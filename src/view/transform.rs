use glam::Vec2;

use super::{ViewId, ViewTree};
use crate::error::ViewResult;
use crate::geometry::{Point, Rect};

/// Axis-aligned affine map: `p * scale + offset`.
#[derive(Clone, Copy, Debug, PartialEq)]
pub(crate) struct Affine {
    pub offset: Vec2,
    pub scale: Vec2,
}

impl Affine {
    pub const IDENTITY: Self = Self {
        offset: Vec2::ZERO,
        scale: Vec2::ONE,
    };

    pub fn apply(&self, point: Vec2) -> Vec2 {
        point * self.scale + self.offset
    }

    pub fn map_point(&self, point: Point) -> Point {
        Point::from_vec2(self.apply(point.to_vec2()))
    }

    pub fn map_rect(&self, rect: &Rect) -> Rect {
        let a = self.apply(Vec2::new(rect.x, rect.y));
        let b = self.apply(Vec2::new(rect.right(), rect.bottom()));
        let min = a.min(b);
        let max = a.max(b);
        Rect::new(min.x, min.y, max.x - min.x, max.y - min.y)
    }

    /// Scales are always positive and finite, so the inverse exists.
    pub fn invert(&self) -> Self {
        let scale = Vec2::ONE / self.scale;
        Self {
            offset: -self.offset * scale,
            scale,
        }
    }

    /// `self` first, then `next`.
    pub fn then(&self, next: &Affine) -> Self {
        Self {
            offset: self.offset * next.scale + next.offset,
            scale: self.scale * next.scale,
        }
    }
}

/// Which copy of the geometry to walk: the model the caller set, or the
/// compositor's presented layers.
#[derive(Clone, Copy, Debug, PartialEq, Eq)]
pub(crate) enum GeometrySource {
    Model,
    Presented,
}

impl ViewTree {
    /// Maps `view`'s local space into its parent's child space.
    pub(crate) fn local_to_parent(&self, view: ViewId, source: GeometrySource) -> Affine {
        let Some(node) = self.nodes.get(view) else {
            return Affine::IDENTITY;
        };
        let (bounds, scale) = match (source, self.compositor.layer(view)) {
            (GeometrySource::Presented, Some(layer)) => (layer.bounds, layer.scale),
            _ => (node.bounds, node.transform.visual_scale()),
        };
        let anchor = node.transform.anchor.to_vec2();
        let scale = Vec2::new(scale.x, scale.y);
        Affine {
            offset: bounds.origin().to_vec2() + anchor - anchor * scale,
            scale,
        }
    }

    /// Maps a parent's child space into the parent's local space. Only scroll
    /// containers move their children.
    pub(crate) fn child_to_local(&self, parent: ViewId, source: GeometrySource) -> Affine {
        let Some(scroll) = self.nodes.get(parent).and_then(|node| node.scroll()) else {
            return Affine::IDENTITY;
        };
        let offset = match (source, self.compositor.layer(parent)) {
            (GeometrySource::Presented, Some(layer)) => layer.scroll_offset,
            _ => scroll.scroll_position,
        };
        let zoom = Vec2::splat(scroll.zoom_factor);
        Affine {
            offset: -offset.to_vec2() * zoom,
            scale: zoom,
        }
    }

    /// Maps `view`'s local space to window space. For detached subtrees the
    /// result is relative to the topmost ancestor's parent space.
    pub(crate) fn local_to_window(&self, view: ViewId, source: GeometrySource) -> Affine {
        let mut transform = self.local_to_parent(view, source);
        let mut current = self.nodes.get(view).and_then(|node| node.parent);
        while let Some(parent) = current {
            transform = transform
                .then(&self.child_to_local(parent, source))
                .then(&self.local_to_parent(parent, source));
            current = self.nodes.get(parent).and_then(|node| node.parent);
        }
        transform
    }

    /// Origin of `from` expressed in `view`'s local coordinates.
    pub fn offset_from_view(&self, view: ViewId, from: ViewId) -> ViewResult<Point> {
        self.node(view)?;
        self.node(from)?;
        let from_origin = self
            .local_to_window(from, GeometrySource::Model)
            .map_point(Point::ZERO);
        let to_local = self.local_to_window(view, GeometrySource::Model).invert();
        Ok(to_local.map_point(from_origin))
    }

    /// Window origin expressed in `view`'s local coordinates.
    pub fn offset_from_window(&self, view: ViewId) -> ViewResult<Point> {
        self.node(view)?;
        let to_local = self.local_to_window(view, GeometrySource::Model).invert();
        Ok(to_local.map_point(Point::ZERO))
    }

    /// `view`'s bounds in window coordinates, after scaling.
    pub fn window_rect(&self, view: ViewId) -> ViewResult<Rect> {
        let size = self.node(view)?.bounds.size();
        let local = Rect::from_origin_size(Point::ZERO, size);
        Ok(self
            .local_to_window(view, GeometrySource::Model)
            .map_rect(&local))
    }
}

-=-=-

■ **Task brief**
Working from the records above, find how many lines contain the string "transform" and answer with the bare number.

■ **Answer to this exercise**
6